As researchers engage with ongoing and emerging challenges, they must remember historical precedents and consider the theological understanding of the principle of double effect (where negative outcomes may be an unforeseen and unintended consequence of positive outcomes). Put simply, an ethical scientist would not do anything they view as bad, but they cannot control all consequences of their research; bad things may still arise from the work in spite of their efforts.
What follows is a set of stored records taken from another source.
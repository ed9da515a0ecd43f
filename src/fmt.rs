//! Logging macros
//!
//! Forward to `defmt` when the `defmt` feature is enabled and compile to nothing
//! otherwise, so host builds need no global logger.

#![allow(unused_macros)]

macro_rules! debug {
    ($s:literal $(, $x:expr)* $(,)?) => {
        {
            #[cfg(feature = "defmt")]
            ::defmt::debug!($s $(, $x)*);
            #[cfg(not(feature = "defmt"))]
            let _ = ($( & $x ),*);
        }
    };
}

macro_rules! info {
    ($s:literal $(, $x:expr)* $(,)?) => {
        {
            #[cfg(feature = "defmt")]
            ::defmt::info!($s $(, $x)*);
            #[cfg(not(feature = "defmt"))]
            let _ = ($( & $x ),*);
        }
    };
}

macro_rules! warn {
    ($s:literal $(, $x:expr)* $(,)?) => {
        {
            #[cfg(feature = "defmt")]
            ::defmt::warn!($s $(, $x)*);
            #[cfg(not(feature = "defmt"))]
            let _ = ($( & $x ),*);
        }
    };
}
Research for the prevention or cure of human diseases must, by regulation, undergo rounds of testing in various model organisms, from cells to insects to mice to monkeys, thus protecting humans from preventable harm. This happens in fields of genetic engineering research. But is genetic engineering morally licit? 

It all depends on what it involves and what is being researched. Genetic engineering refers to the artificial alteration of our genes with the view to prevent disease or reduce debilitating symptoms. This field clearly distinguishes between ‘enhancement’ (altering natural traits) and ‘engineering’ (to cure disease). 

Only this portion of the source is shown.